Les Keen
- Born: Leslie Keen 13 November 1954 (age 71) Port Talbot, Wales
- School: Sanfields Comprehensive
- University: Cardiff College of Education

Rugby union career
- Position: Wing

Amateur team(s)
- Years: Team / Apps / (Points)
- British Colleges
- –: Aberavon RFC
- –: Penarth RFC

International career
- Years: Team / Apps / (Points)
- 1980: Wales / 4 / (4)

= Les Keen =

Wales international rugby union footballer

Leslie "Les" Keen (born 13 November 1954) is an ex-Welsh rugby union international who played for Aberavon RFC during the 1970s and 1980s.

Born and brought up in Port Talbot Keen was educated at Sandfields Comprehensive.
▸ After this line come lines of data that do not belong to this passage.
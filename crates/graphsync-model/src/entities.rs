//! Cached entities
//!
//! Records held in the [`Workspace`](crate::Workspace) tables. Remote data is
//! validated into these shapes before it reaches the caches.

use crate::ids::{DiagramId, Iri, LangMap, LinkId};
use indexmap::{IndexMap, IndexSet};
use serde::{Deserialize, Serialize};

/// A vocabulary known to the workspace
#[derive(Debug, Clone, PartialEq, Eq, Serialize, Deserialize)]
pub struct Vocabulary {
    /// Vocabulary IRI
    pub iri: Iri,
    /// Display names per language
    pub names: LangMap,
    /// Graph context the vocabulary lives in
    pub graph: Option<Iri>,
    /// Concept scheme of its terms
    pub glossary: Option<Iri>,
    /// Terms are externally owned and must not be pruned locally
    pub read_only: bool,
    /// Change-tracking context, when the store keeps one
    pub change_context: Option<Iri>,
    /// Namespace prefix of the vocabulary's terms
    pub namespace: Option<String>,
    /// Descriptions per language
    pub descriptions: LangMap,
}

impl Vocabulary {
    /// Create a read-only vocabulary with no metadata
    #[must_use]
    pub fn read_only(iri: Iri) -> Self {
        Self {
            iri,
            names: LangMap::new(),
            graph: None,
            glossary: None,
            read_only: true,
            change_context: None,
            namespace: None,
            descriptions: LangMap::new(),
        }
    }

    /// Create a writable vocabulary bound to `graph` and `glossary`
    #[must_use]
    pub fn writable(iri: Iri, graph: Iri, glossary: Iri) -> Self {
        Self {
            graph: Some(graph),
            glossary: Some(glossary),
            read_only: false,
            ..Self::read_only(iri)
        }
    }

    /// With display names
    #[must_use]
    pub fn with_names(mut self, names: LangMap) -> Self {
        self.names = names;
        self
    }
}

/// A property/target pair attached to a term
#[derive(Debug, Clone, PartialEq, Eq, Hash, PartialOrd, Ord, Serialize, Deserialize)]
pub struct Restriction {
    /// Property the restriction is on
    pub on_property: Iri,
    /// Target term, trope or datatype
    pub target: Iri,
}

impl Restriction {
    /// Create a restriction
    #[inline]
    #[must_use]
    pub fn new(on_property: impl Into<Iri>, target: impl Into<Iri>) -> Self {
        Self {
            on_property: on_property.into(),
            target: target.into(),
        }
    }
}

/// A concept of some vocabulary
#[derive(Debug, Clone, PartialEq, Eq, Serialize, Deserialize)]
pub struct Term {
    /// Term IRI
    pub iri: Iri,
    /// Labels per language
    pub labels: LangMap,
    /// Owning vocabulary, when known
    pub vocabulary: Option<Iri>,
    /// Restrictions (set semantics)
    pub restrictions: IndexSet<Restriction>,
}

impl Term {
    /// Create a bare term
    #[must_use]
    pub fn new(iri: impl Into<Iri>) -> Self {
        Self {
            iri: iri.into(),
            labels: LangMap::new(),
            vocabulary: None,
            restrictions: IndexSet::new(),
        }
    }

    /// With owning vocabulary
    #[must_use]
    pub fn in_vocabulary(mut self, vocabulary: impl Into<Iri>) -> Self {
        self.vocabulary = Some(vocabulary.into());
        self
    }

    /// With a label
    #[must_use]
    pub fn with_label(mut self, lang: &str, label: &str) -> Self {
        self.labels.insert(lang.to_string(), label.to_string());
        self
    }

    /// With a restriction
    #[must_use]
    pub fn with_restriction(mut self, on_property: &str, target: &str) -> Self {
        self.restrictions.insert(Restriction::new(on_property, target));
        self
    }

    /// Targets of restrictions on `property`
    pub fn targets_of<'a>(&'a self, property: &'a str) -> impl Iterator<Item = &'a Iri> + 'a {
        self.restrictions
            .iter()
            .filter(move |r| r.on_property.as_str() == property)
            .map(|r| &r.target)
    }

    /// Whether the term carries `property → target`
    #[must_use]
    pub fn has_restriction(&self, property: &str, target: &str) -> bool {
        self.targets_of(property).any(|t| t.as_str() == target)
    }
}

/// A diagram node showing a term
#[derive(Debug, Clone, PartialEq, Eq, Serialize, Deserialize)]
pub struct Element {
    /// Backing term (also the element key)
    pub term: Iri,
    /// Owning vocabulary; read-only terms may lack one
    pub vocabulary: Option<Iri>,
    /// Hidden flag per diagram
    pub hidden: IndexMap<DiagramId, bool>,
    /// Outgoing active links (derived)
    #[serde(skip)]
    pub source_links: IndexSet<LinkId>,
    /// Incoming active links (derived)
    #[serde(skip)]
    pub target_links: IndexSet<LinkId>,
}

impl Element {
    /// Create an element with no diagram state
    #[must_use]
    pub fn new(term: impl Into<Iri>) -> Self {
        Self {
            term: term.into(),
            vocabulary: None,
            hidden: IndexMap::new(),
            source_links: IndexSet::new(),
            target_links: IndexSet::new(),
        }
    }

    /// With owning vocabulary
    #[must_use]
    pub fn in_vocabulary(mut self, vocabulary: impl Into<Iri>) -> Self {
        self.vocabulary = Some(vocabulary.into());
        self
    }

    /// With hidden state in a diagram
    #[must_use]
    pub fn with_hidden(mut self, diagram: impl Into<DiagramId>, hidden: bool) -> Self {
        self.hidden.insert(diagram.into(), hidden);
        self
    }
}

/// A diagram edge
#[derive(Debug, Clone, PartialEq, Eq, Serialize, Deserialize)]
pub struct Link {
    /// Link identifier
    pub id: LinkId,
    /// Source element
    pub source: Iri,
    /// Target element
    pub target: Iri,
    /// Relationship type
    pub iri: Iri,
    /// Whether the link is shown and persisted as live
    pub active: bool,
}

impl Link {
    /// Create an active link
    #[must_use]
    pub fn new(
        id: impl Into<LinkId>,
        source: impl Into<Iri>,
        iri: impl Into<Iri>,
        target: impl Into<Iri>,
    ) -> Self {
        Self {
            id: id.into(),
            source: source.into(),
            target: target.into(),
            iri: iri.into(),
            active: true,
        }
    }

    /// Mark inactive
    #[must_use]
    pub fn inactive(mut self) -> Self {
        self.active = false;
        self
    }

    /// Whether this link represents `source -iri-> target`
    #[must_use]
    pub fn connects(&self, source: &str, iri: &str, target: &str) -> bool {
        self.source.as_str() == source && self.iri.as_str() == iri && self.target.as_str() == target
    }
}

/// A diagram of the workspace
#[derive(Debug, Clone, PartialEq, Eq, Serialize, Deserialize)]
pub struct Diagram {
    /// Local key
    pub id: DiagramId,
    /// Diagram IRI
    pub iri: Iri,
    /// Display name
    pub name: String,
    /// Collaborator identifiers
    pub collaborators: Vec<String>,
    /// Scheduled for deletion
    pub to_be_deleted: bool,
}

impl Diagram {
    /// Create a diagram
    #[must_use]
    pub fn new(id: impl Into<DiagramId>, iri: impl Into<Iri>, name: impl Into<String>) -> Self {
        Self {
            id: id.into(),
            iri: iri.into(),
            name: name.into(),
            collaborators: Vec::new(),
            to_be_deleted: false,
        }
    }
}

/// A diagram collaborator
#[derive(Debug, Clone, PartialEq, Eq, Serialize, Deserialize)]
pub struct User {
    /// Identifier as listed in [`Diagram::collaborators`]
    pub id: String,
    /// Given name
    pub given_name: String,
    /// Family name
    pub family_name: String,
}

impl User {
    /// Create a user without a name
    #[must_use]
    pub fn new(id: impl Into<String>) -> Self {
        Self {
            id: id.into(),
            given_name: String::new(),
            family_name: String::new(),
        }
    }

    /// Name for display, falling back to the identifier
    #[must_use]
    pub fn display_name(&self) -> String {
        let name = format!("{} {}", self.given_name, self.family_name);
        match name.trim() {
            "" => self.id.clone(),
            trimmed => trimmed.to_string(),
        }
    }
}

#[cfg(test)]
mod tests {
    use super::*;

    #[test]
    fn user_display_name_falls_back_to_id() {
        let mut user = User::new("alice");
        assert_eq!(user.display_name(), "alice");
        user.family_name = "Smith".to_string();
        assert_eq!(user.display_name(), "Smith");
        user.given_name = "Alice".to_string();
        assert_eq!(user.display_name(), "Alice Smith");
    }

    #[test]
    fn term_restriction_queries() {
        let term = Term::new("http://example.org/a")
            .with_restriction("http://example.org/p", "http://example.org/b")
            .with_restriction("http://example.org/p", "http://example.org/c")
            .with_restriction("http://example.org/p", "http://example.org/b");

        assert_eq!(term.restrictions.len(), 2);
        assert_eq!(term.targets_of("http://example.org/p").count(), 2);
        assert!(term.has_restriction("http://example.org/p", "http://example.org/c"));
        assert!(!term.has_restriction("http://example.org/q", "http://example.org/c"));
    }

    #[test]
    fn writable_vocabulary_binding() {
        let vocab = Vocabulary::writable("http://v".into(), "http://g".into(), "http://s".into());
        assert!(!vocab.read_only);
        assert_eq!(vocab.graph.as_ref().map(Iri::as_str), Some("http://g"));
    }

    #[test]
    fn element_index_not_serialized() {
        let mut element = Element::new("http://example.org/a").with_hidden("d1", false);
        element.source_links.insert(LinkId::from("l1"));
        let json = serde_json::to_string(&element).unwrap();
        assert!(!json.contains("l1"));
    }
}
He was a left wing and a member of a successful Aberavon Team which included fellow internationals John Bevan, Clive Shell, and his brother-in-law Allan Martin.

A strong runner with a devastating hand-off, Keen was first awarded a Wales "B" cap in 1979 before earning the full honour in 1980 against England at Twickenham in the famous "Paul Ringer" game. Keen played all four home Internationals that season, scoring a try against Scotland at Cardiff Arms Park.

Keen was a schoolteacher at Cwrt Sart Comprehensive, Briton Ferry and the Ridings High School, Winterbourne.